= About this task =
Repeat the records below line by line, exactly, finishing on the line that contains "#[async_trait]".

[Stored items]
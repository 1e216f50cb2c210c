//! Facade behavior independent of any one adapter: backend selection,
//! cache-aside coherence and opening from configuration.

#![cfg(feature = "sqlite")]

mod common;

use std::sync::Arc;
use std::time::Duration;

use async_trait::async_trait;
use serde_json::Value;

use larder_persistence::cache::{list_key, CacheAside, CacheBackend, MemoryCache};
use larder_persistence::config::StorageConfig;
use larder_persistence::core::{BackendKind, BackendSelector, TypeStore};
use larder_persistence::error::{BackendError, CacheError, CacheResult, StorageError};
use larder_persistence::repository::Repositories;
use larder_persistence::types::{Item, NewLocation};

use common::*;

/// A cache whose every operation fails.
#[derive(Debug)]
struct BrokenCache;

#[async_trait]
impl CacheBackend for BrokenCache {
    fn name(&self) -> &'static str {
        "broken"
    }

    async fn get(&self, _key: &str) -> CacheResult<Option<Value>> {
        Err(CacheError::Unavailable {
            message: "connection refused".to_string(),
        })
    }

    async fn set(&self, _key: &str, _value: Value, _ttl: Duration) -> CacheResult<()> {
        Err(CacheError::Unavailable {
            message: "connection refused".to_string(),
        })
    }

    async fn delete(&self, _key: &str) -> CacheResult<()> {
        Err(CacheError::Unavailable {
            message: "connection refused".to_string(),
        })
    }
}

fn is_not_configured(err: &StorageError) -> bool {
    matches!(err, StorageError::Backend(BackendError::NotConfigured { .. }))
}

// ============================================================================
// Backend Selection
// ============================================================================

#[tokio::test]
async fn test_selection_is_resolved_per_call() {
    let (selector, switch) = BackendSelector::switchable(BackendKind::Relational);
    let repos = Repositories::builder()
        .backend(sqlite_backend())
        .selector(selector)
        .build();

    repos.items().insert(&notebook()).await.unwrap();
    assert_eq!(repos.active_kind(), BackendKind::Relational);

    switch.set(BackendKind::Document);
    assert_eq!(repos.active_kind(), BackendKind::Document);
    let err = repos.items().find_by_key("A1").await.unwrap_err();
    assert!(is_not_configured(&err));

    switch.set(BackendKind::Relational);
    assert!(repos.items().find_by_key("A1").await.unwrap().is_some());
}

#[tokio::test]
async fn test_facade_sets_do_not_share_records() {
    let relational = sqlite_backend();
    let repos = repositories(relational.clone());
    let other = sqlite_repositories();

    repos.types().insert("Tools").await.unwrap();
    assert_eq!(repos.types().list_all().await.unwrap().len(), 1);
    assert!(other.types().list_all().await.unwrap().is_empty());
    assert_eq!(relational.list_types().await.unwrap().len(), 1);

    assert!(repos.backends().contains(BackendKind::Relational));
    assert!(!repos.backends().contains(BackendKind::Document));
}

#[tokio::test]
async fn test_unconfigured_backend_fails_every_facade() {
    let repos = Repositories::builder()
        .selector(BackendSelector::fixed(BackendKind::Document))
        .build();

    assert!(is_not_configured(&repos.items().count(&Default::default()).await.unwrap_err()));
    assert!(is_not_configured(&repos.types().list_all().await.unwrap_err()));
    assert!(is_not_configured(&repos.locations().list_all().await.unwrap_err()));
    assert!(is_not_configured(&repos.users().list_all().await.unwrap_err()));
    assert!(is_not_configured(&repos.backup().await.unwrap_err()));
}

// ============================================================================
// Cache-Aside
// ============================================================================

#[tokio::test]
async fn test_list_cache_key_is_per_backend() {
    let cache = CacheAside::in_memory();
    let repos = Repositories::builder()
        .backend(sqlite_backend())
        .selector(BackendSelector::fixed(BackendKind::Relational))
        .cache(cache.clone())
        .build();

    repos.types().insert("Tools").await.unwrap();
    repos.types().list_all().await.unwrap();

    let key = list_key("types", BackendKind::Relational);
    assert_eq!(key, "types_list_relational");
    assert!(cache.backend().get(&key).await.unwrap().is_some());
    assert!(
        cache
            .backend()
            .get(&list_key("types", BackendKind::Document))
            .await
            .unwrap()
            .is_none()
    );

    repos.types().delete("Tools").await.unwrap();
    assert!(cache.backend().get(&key).await.unwrap().is_none());
}

#[tokio::test(start_paused = true)]
async fn test_out_of_band_writes_show_after_ttl() {
    let backend = sqlite_backend();
    let repos = repositories(backend.clone());

    assert!(repos.types().list_all().await.unwrap().is_empty());

    // Bypasses the facade, so nothing evicts the cached list.
    backend.insert_type("Tools").await.unwrap();
    assert!(repos.types().list_all().await.unwrap().is_empty());

    tokio::time::advance(Duration::from_secs(301)).await;
    let names: Vec<String> = repos
        .types()
        .list_all()
        .await
        .unwrap()
        .into_iter()
        .map(|t| t.name)
        .collect();
    assert_eq!(names, vec!["Tools"]);
}

#[tokio::test]
async fn test_writes_through_facade_are_visible_immediately() {
    let repos = sqlite_repositories();

    let id = repos
        .locations()
        .insert(&NewLocation::new("1F", "Hall", "Closet"))
        .await
        .unwrap();
    assert_eq!(repos.locations().list_all().await.unwrap()[0].order, 0);

    assert!(repos.locations().reorder(&id, 7).await.unwrap());
    assert_eq!(repos.locations().list_all().await.unwrap()[0].order, 7);

    assert!(repos.locations().delete(&id).await.unwrap());
    assert!(repos.locations().list_all().await.unwrap().is_empty());
}

#[tokio::test]
async fn test_list_loaded_before_eviction_is_not_cached() {
    let cache = CacheAside::in_memory();
    let key = list_key("types", BackendKind::Relational);

    // The eviction lands while the store is being read, as a concurrent
    // write through another facade would.
    let first: Vec<String> = cache
        .get_or_load(&key, || async {
            let snapshot = vec!["old".to_string()];
            cache.evict(&key).await;
            Ok(snapshot)
        })
        .await
        .unwrap();
    assert_eq!(first, vec!["old"]);

    let next: Vec<String> = cache
        .get_or_load(&key, || async { Ok(vec!["old".to_string(), "new".to_string()]) })
        .await
        .unwrap();
    assert_eq!(next, vec!["old", "new"]);
}

#[tokio::test]
async fn test_broken_cache_degrades_to_store() {
    let repos = Repositories::builder()
        .backend(sqlite_backend())
        .selector(BackendSelector::fixed(BackendKind::Relational))
        .cache(CacheAside::new(Arc::new(BrokenCache), Duration::from_secs(300)))
        .build();

    repos.types().insert("Tools").await.unwrap();
    repos.types().insert("Food").await.unwrap();
    assert_eq!(repos.types().list_all().await.unwrap().len(), 2);
    assert!(repos.types().find_by_name("Food").await.unwrap().is_some());

    repos
        .locations()
        .insert(&NewLocation::new("1F", "Hall", "Closet"))
        .await
        .unwrap();
    assert_eq!(repos.locations().list_all().await.unwrap().len(), 1);
}

#[tokio::test]
async fn test_shared_cache_across_facade_sets() {
    let cache = CacheAside::new(Arc::new(MemoryCache::new()), Duration::from_secs(300));
    let backend = sqlite_backend();
    let first = Repositories::builder()
        .backend(backend.clone())
        .selector(BackendSelector::fixed(BackendKind::Relational))
        .cache(cache.clone())
        .build();
    let second = Repositories::builder()
        .backend(backend)
        .selector(BackendSelector::fixed(BackendKind::Relational))
        .cache(cache)
        .build();

    assert!(second.types().list_all().await.unwrap().is_empty());
    first.types().insert("Tools").await.unwrap();
    assert_eq!(second.types().list_all().await.unwrap().len(), 1);
}

// ============================================================================
// Opening From Configuration
// ============================================================================

/// Opens `config` with a fixed selector, so a `DB_TYPE` set in the test
/// environment cannot redirect the facades.
async fn open_pinned(config: &StorageConfig) -> Result<Repositories, StorageError> {
    Repositories::open_with_selector(config, BackendSelector::fixed(config.initial_backend())).await
}

fn memory_config() -> StorageConfig {
    StorageConfig {
        db_type: "relational".to_string(),
        database_url: ":memory:".to_string(),
        ..Default::default()
    }
}

#[tokio::test]
async fn test_open_relational_from_config() {
    let repos = open_pinned(&memory_config()).await.unwrap();

    assert!(repos.backends().contains(BackendKind::Relational));
    repos.health_check().await.unwrap();

    repos.items().insert(&Item::new("A1", "Notebook")).await.unwrap();
    assert_eq!(repos.items().count(&Default::default()).await.unwrap(), 1);

    repos.shutdown().await.unwrap();
}

#[tokio::test]
async fn test_open_sqlite_url_file() {
    let dir = tempfile::tempdir().unwrap();
    let config = StorageConfig {
        database_url: format!("sqlite://{}", dir.path().join("larder.db").display()),
        ..memory_config()
    };

    let repos = open_pinned(&config).await.unwrap();
    repos.types().insert("Tools").await.unwrap();
    repos.shutdown().await.unwrap();

    let reopened = open_pinned(&config).await.unwrap();
    assert_eq!(reopened.types().list_all().await.unwrap().len(), 1);
}

#[tokio::test]
async fn test_open_rejects_unknown_cache_scheme() {
    let config = StorageConfig {
        cache_url: "memcached://localhost:11211".to_string(),
        ..memory_config()
    };

    let err = open_pinned(&config).await.unwrap_err();
    assert!(matches!(
        err,
        StorageError::Cache(CacheError::UnsupportedUrl { .. })
    ));
}

#[cfg(not(feature = "mongodb"))]
#[tokio::test]
async fn test_open_document_without_feature() {
    let config = StorageConfig {
        db_type: "document".to_string(),
        ..Default::default()
    };

    let err = open_pinned(&config).await.unwrap_err();
    assert!(is_not_configured(&err));
}

#[test]
fn test_config_validation() {
    assert!(memory_config().validate().is_ok());

    let config = StorageConfig {
        db_type: "graph".to_string(),
        ..memory_config()
    };
    assert!(config.validate().is_err());
}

= Response to this exercise =
repository 1e216f50cb2c210c
//! Facade behavior independent of any one adapter: backend selection,
//! cache-aside coherence and opening from configuration.

#![cfg(feature = "sqlite")]

mod common;

use std::sync::Arc;
use std::time::Duration;

use async_trait::async_trait;
use serde_json::Value;

use larder_persistence::cache::{list_key, CacheAside, CacheBackend, MemoryCache};
use larder_persistence::config::StorageConfig;
use larder_persistence::core::{BackendKind, BackendSelector, TypeStore};
use larder_persistence::error::{BackendError, CacheError, CacheResult, StorageError};
use larder_persistence::repository::Repositories;
use larder_persistence::types::{Item, NewLocation};

use common::*;

/// A cache whose every operation fails.
#[derive(Debug)]
struct BrokenCache;

#[async_trait]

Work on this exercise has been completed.